Year in Review: Leaders battle over what’s best for children
Parents and educators wrestle with school choice and ideology while test scores plummet
As students and teachers take a break from the classroom during the holidays, we wrap up a year that saw continued argument over how schools should best respond to pandemic “learning loss” and what role parents can play in educational decisions for their children. Some state lawmakers took steps to strengthen school choice in 2023, while other states continued to push LGBTQ ideology on students, teachers, and families.
Here are the most notable stories from the education beat in 2023:
School choice
Opponents of a 2019 Tennessee law that instituted an education savings account program dropped their appeal against it in August. In November, Republican Gov. Bill Lee proposed a plan that would quadruple the number of spots in the program.
Texas Republican Gov. Greg Abbott pushed for his state to decide on its own education savings account program, calling for multiple back-to-back special legislative sessions as lawmakers worked on an education funding bill. After weeks of wrangling, the state passed a bill in November that did not include the school choice measure. Abbott later endorsed legislators running for reelection who supported the voucher plan and endorsed a primary challenger for one incumbent Republican who voted to remove the school choice language from the bill.
In September, North Carolina lawmakers expanded an existing school choice law for students from low-income families to include all students, making it the ninth state with a universal program.
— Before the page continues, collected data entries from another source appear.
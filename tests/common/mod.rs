/*!
 * Common test utilities shared across the test suite
 */

use subalign::app_config::Config;
use subalign::app_controller::Controller;

/// A well-formed two-entry SRT in the exact shape the codec emits
pub fn sample_srt() -> String {
    "1\n00:00:01,000 --> 00:00:03,000\n<b>今天天汽很好。</b>\n\n\
     2\n00:00:03,500 --> 00:00:05,000\n<b>我们去公园。</b>\n"
        .to_string()
}

/// Reference script matching [`sample_srt`], with one transcription error fixed
pub fn sample_script() -> String {
    "# 第一集\n\n[旁白] 今天天气很好。我们去公园。\n".to_string()
}

/// A controller built from the default configuration
pub fn default_controller() -> Controller {
    Controller::with_config(Config::default()).expect("default controller should build")
}
/*!
 * Tests for app configuration
 */

use subalign::alignment::OverflowPolicy;
use subalign::app_config::Config;

/// Test default configuration values
#[test]
fn test_defaultConfig_shouldHaveExpectedValues() {
    let config = Config::default();

    assert_eq!(config.alignment.window_max, 4);
    assert_eq!(config.alignment.overflow_policy, OverflowPolicy::RepeatPrevious);
    assert_eq!(config.formatting.line_char_budget, 14);
    assert_eq!(config.formatting.break_tolerance, 8);
    assert!(!config.rewrite.enabled);
    assert_eq!(config.rewrite.model, "deepseek-chat");
    assert_eq!(config.rewrite.full_pass_threshold, 120);
    assert_eq!(config.rewrite.chunk_size, 80);
    assert!(config.variant_table.is_empty());
    assert!(config.validate().is_ok());
}

/// Test that an empty JSON object deserializes to the defaults
#[test]
fn test_deserialize_withEmptyObject_shouldUseDefaults() {
    let config: Config = serde_json::from_str("{}").unwrap();
    assert_eq!(config.alignment.window_max, 4);
    assert!(config.validate().is_ok());
}

/// Test serde round trip
#[test]
fn test_serde_roundTrip_shouldPreserveValues() {
    let mut config = Config::default();
    config.alignment.window_max = 3;
    config.alignment.overflow_policy = OverflowPolicy::LeaveBlank;
    config.formatting.line_char_budget = 12;
    config.rewrite.enabled = true;
    config
        .variant_table
        .insert("她".to_string(), "他".to_string());

    let json = serde_json::to_string_pretty(&config).unwrap();
    let parsed: Config = serde_json::from_str(&json).unwrap();

    assert_eq!(parsed.alignment.window_max, 3);
    assert_eq!(parsed.alignment.overflow_policy, OverflowPolicy::LeaveBlank);
    assert_eq!(parsed.formatting.line_char_budget, 12);
    assert!(parsed.rewrite.enabled);
    assert_eq!(parsed.variant_table.get("她").map(String::as_str), Some("他"));
}

/// Test that the overflow policy uses snake_case names on the wire
#[test]
fn test_overflowPolicy_serdeNames() {
    let json = serde_json::to_string(&OverflowPolicy::RepeatPrevious).unwrap();
    assert_eq!(json, "\"repeat_previous\"");
    let parsed: OverflowPolicy = serde_json::from_str("\"leave_blank\"").unwrap();
    assert_eq!(parsed, OverflowPolicy::LeaveBlank);
}

/// Test validation failures
#[test]
fn test_validate_withBadValues_shouldFail() {
    let mut config = Config::default();
    config.alignment.window_max = 0;
    assert!(config.validate().is_err());

    let mut config = Config::default();
    config.alignment.window_max = 99;
    assert!(config.validate().is_err());

    let mut config = Config::default();
    config.formatting.line_char_budget = 0;
    assert!(config.validate().is_err());

    let mut config = Config::default();
    config.rewrite.enabled = true;
    config.rewrite.endpoint = String::new();
    assert!(config.validate().is_err());

    let mut config = Config::default();
    config.rewrite.enabled = true;
    config.rewrite.model = "  ".to_string();
    assert!(config.validate().is_err());
}
use anyhow::{Context, Result};
use std::fs;
use std::path::Path;

// @module: File utilities for script/subtitle I/O

// @struct: File operations utility
pub struct FileManager;

impl FileManager {
    // @checks: File existence
    pub fn file_exists<P: AsRef<Path>>(path: P) -> bool {
        path.as_ref().exists() && path.as_ref().is_file()
    }

    /// Read a file to a string
    pub fn read_to_string<P: AsRef<Path>>(path: P) -> Result<String> {
        fs::read_to_string(&path)
            .with_context(|| format!("Failed to read file: {:?}", path.as_ref()))
    }

    /// Write a string to a file, creating parent directories if needed
    pub fn write_to_file<P: AsRef<Path>>(path: P, content: &str) -> Result<()> {
        let path = path.as_ref();
        if let Some(parent) = path.parent() {
            if !parent.as_os_str().is_empty() && !parent.exists() {
                fs::create_dir_all(parent)
                    .with_context(|| format!("Failed to create directory: {}", parent.display()))?;
            }
        }
        fs::write(path, content)
            .with_context(|| format!("Failed to write file: {}", path.display()))
    }
}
In June, the Oklahoma Statewide Virtual Charter School Board approved the nation’s first religious charter school, St. Isidore of Seville Catholic Virtual School. Two Roman Catholic dioceses had applied. Oklahoma Republican Attorney General Gentner Drummond sued to block the school’s approval in October after withdrawing his predecessor’s written advisory opinion that said the U.S. Supreme Court’s 2022 opinion in Carson v. Makin opened the door for religious charter schools. In mid-December, the Oklahoma Supreme Court rejected a request from the state superintendent and state Department of Education to intervene in favor of the school in the lawsuit.
Pushing back
In January, Florida Republican Gov. Ron DeSantis said his state’s public schools would not offer a pilot Advanced Placement course on African American studies because the curriculum pushed LGBTQ ideology and critical theory. The College Board, a national organization that designs and administers the course, released an updated syllabus in February that largely moved the offending content to optional sections. After LGBTQ activists protested, the College Board said it would reconsider its changes. The latest version, released earlier this month, included references to intersectionality and black feminist lesbians, though some of the objectionable content remains optional. The Arkansas Department of Education told schools in August not to offer the AP class.
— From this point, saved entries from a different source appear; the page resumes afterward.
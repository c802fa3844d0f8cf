/*!
 * Application controller.
 *
 * Orchestrates the correction pipeline: read the script and subtitle files,
 * run the optional rewrite pre-pass, parse, normalize, align, re-wrap, and
 * write the corrected SRT plus the optional diff report. The core transforms
 * stay pure; all I/O happens here.
 */

use std::path::Path;

use anyhow::{Context, Result, anyhow};
use log::{debug, info, warn};

use crate::alignment::{self, AlignmentOutcome};
use crate::app_config::Config;
use crate::diff_report;
use crate::errors::RewriteError;
use crate::file_utils::FileManager;
use crate::formatter::{detect_wrap_style, format_entry};
use crate::providers::deepseek::DeepSeek;
use crate::rewrite::RewritePass;
use crate::script_normalizer;
use crate::simplifier::Simplifier;
use crate::subtitle_codec::{SubtitleEntry, format_srt, parse_srt};

/// Result of one correction pass over a script/subtitle pair
#[derive(Debug)]
pub struct CorrectionResult {
    /// Entries as parsed from the input (after any rewrite pass)
    pub original: Vec<SubtitleEntry>,

    /// Entries with replaced, re-wrapped text
    pub corrected: Vec<SubtitleEntry>,

    /// Alignment details, including unmatched tail and overflow entries
    pub outcome: AlignmentOutcome,
}

/// Main application controller
pub struct Controller {
    config: Config,
    simplifier: Simplifier,
}

impl Controller {
    /// Create a controller from a validated configuration
    pub fn with_config(config: Config) -> Result<Self> {
        let simplifier = if config.variant_table.is_empty() {
            Simplifier::default()
        } else {
            Simplifier::from_string_pairs(&config.variant_table)
        };
        Ok(Controller { config, simplifier })
    }

    /// Run the full correction pipeline over files on disk
    pub async fn run(
        &self,
        script_path: &Path,
        srt_path: &Path,
        output_path: &Path,
        report_path: Option<&Path>,
        force_overwrite: bool,
    ) -> Result<()> {
        if !FileManager::file_exists(script_path) {
            return Err(anyhow!("Script file does not exist: {:?}", script_path));
        }
        if !FileManager::file_exists(srt_path) {
            return Err(anyhow!("Subtitle file does not exist: {:?}", srt_path));
        }
        if output_path.exists() && !force_overwrite {
            return Err(anyhow!(
                "Output file already exists: {:?}. Use -f to force overwrite.",
                output_path
            ));
        }

        let script_text = FileManager::read_to_string(script_path)?;
        let mut subtitle_text = FileManager::read_to_string(srt_path)?;

        if self.config.rewrite.enabled {
            subtitle_text = self.run_rewrite_pass(&subtitle_text).await?;
        }

        let result = self.correct_text(&script_text, &subtitle_text)?;

        let output = format_srt(&result.corrected);
        FileManager::write_to_file(output_path, &output)?;
        info!("Wrote corrected subtitles to {:?}", output_path);

        let report = diff_report::build_report(&result.original, &result.corrected, &result.outcome);
        if let Some(report_path) = report_path {
            FileManager::write_to_file(report_path, &report)?;
            info!("Wrote diff report to {:?}", report_path);
        } else {
            debug!("Diff report:\n{}", report);
        }

        Ok(())
    }

    /// Pure correction pipeline over in-memory text.
    ///
    /// Parses the subtitle text, normalizes the script, aligns and re-wraps.
    /// Safe to call concurrently from independent executions; no state is
    /// shared between invocations.
    pub fn correct_text(&self, script_text: &str, subtitle_text: &str) -> Result<CorrectionResult> {
        let entries = parse_srt(subtitle_text)?;
        let sentences = script_normalizer::prepare(script_text, &self.simplifier)?;
        debug!("Parsed {} entries and {} script sentences", entries.len(), sentences.len());

        let outcome = alignment::align(
            &sentences,
            &entries,
            &self.simplifier,
            self.config.alignment.window_max,
            self.config.alignment.overflow_policy,
        );

        if !outcome.unmatched_tail.is_empty() {
            warn!(
                "{} script sentence(s) were not consumed by any entry (first unmatched index: {})",
                outcome.unmatched_tail.len(),
                outcome.unmatched_tail[0]
            );
        }
        if !outcome.overflow_entries.is_empty() {
            warn!(
                "{} entries were assigned after the script ran out; applied {:?} policy",
                outcome.overflow_entries.len(),
                self.config.alignment.overflow_policy
            );
        }

        let corrected: Vec<SubtitleEntry> = entries
            .iter()
            .zip(outcome.assignments.iter())
            .map(|(entry, assignment)| {
                let style = detect_wrap_style(&entry.text_lines);
                let lines = format_entry(
                    &assignment.text,
                    entry.line_count(),
                    style,
                    self.config.formatting,
                );
                SubtitleEntry::new(entry.index, entry.start.clone(), entry.end.clone(), lines)
            })
            .collect();

        Ok(CorrectionResult {
            original: entries,
            corrected,
            outcome,
        })
    }

    /// Run the rewrite pre-pass over raw subtitle text
    async fn run_rewrite_pass(&self, subtitle_text: &str) -> Result<String> {
        let api_key = self
            .config
            .rewrite
            .resolve_api_key()
            .ok_or(RewriteError::MissingApiKey)?;

        let provider = DeepSeek::new(
            api_key,
            self.config.rewrite.endpoint.clone(),
            self.config.rewrite.model.clone(),
            self.config.rewrite.timeout_secs,
        );
        let pass = RewritePass::new(provider, self.config.rewrite.clone());

        let entries = parse_srt(subtitle_text).context("Subtitle input must parse before rewriting")?;
        info!(
            "Rewriting {} entries into {}",
            entries.len(),
            self.config.rewrite.target_dialect
        );

        let rewritten = pass.run(&entries).await?;
        Ok(rewritten)
    }
}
In September, TikTok and Reddit users began accusing Scholastic Book Fairs of censorship for allowing schools to opt out of offering LGBTQ titles and books that appear to promote critical race theory. Despite initially defending its decision while pointing to state laws protecting students from LGBTQ content, the company said in October that it would reverse its policy because separating its books “caused confusion and feelings of exhaustion.”
“Learning loss”
While some educators and experts initially downplayed fears of “learning loss” during the COVID-19 pandemic, test scores have continued to drop since in-person learning resumed. The National Center for Education Statistics said in February that 49 percent of K–12 students in the United States started the 2022-2023 school year below grade level. A year earlier, that number was 50 percent, while pre-pandemic reports showed 36 percent of students lagged behind. The center administers the National Assessment of Educational Progress, often referred to as the nation’s report card. In June, the center released math and reading scores for 13-year-olds, reporting 9- and 4-point drops respectively since the 2019-2020 school year. In October, the nonprofit organization that administers the ACT college admissions test said that student scores had fallen to a 30-year low.
Race-based admissions
On June 29, the U.S. Supreme Court ruled that affirmative action college admissions policies are unconstitutional. In 2014, Students for Fair Admissions, a nonprofit advocacy group, sued Harvard University and the University of North Carolina at Chapel Hill over policies that it said favored some students over others based on race. In August, the Biden administration released guidance on how schools could foster racial diversity without affirmative action policies, including suggestions for recruiting in minority areas and offering campus clubs for students of certain races.
Student loan debt forgiveness
The Supreme Court in June stopped the Biden administration’s plan to forgive up to $10,000 in student loan debt for individuals earning less than $125,000 or households earning less than $250,000. After multiple payment pauses by former President Donald Trump and President Joe Biden during the pandemic, student loan repayments resumed in October. According to the U.S. Department of Education, 40 percent of borrowers missed that first payment.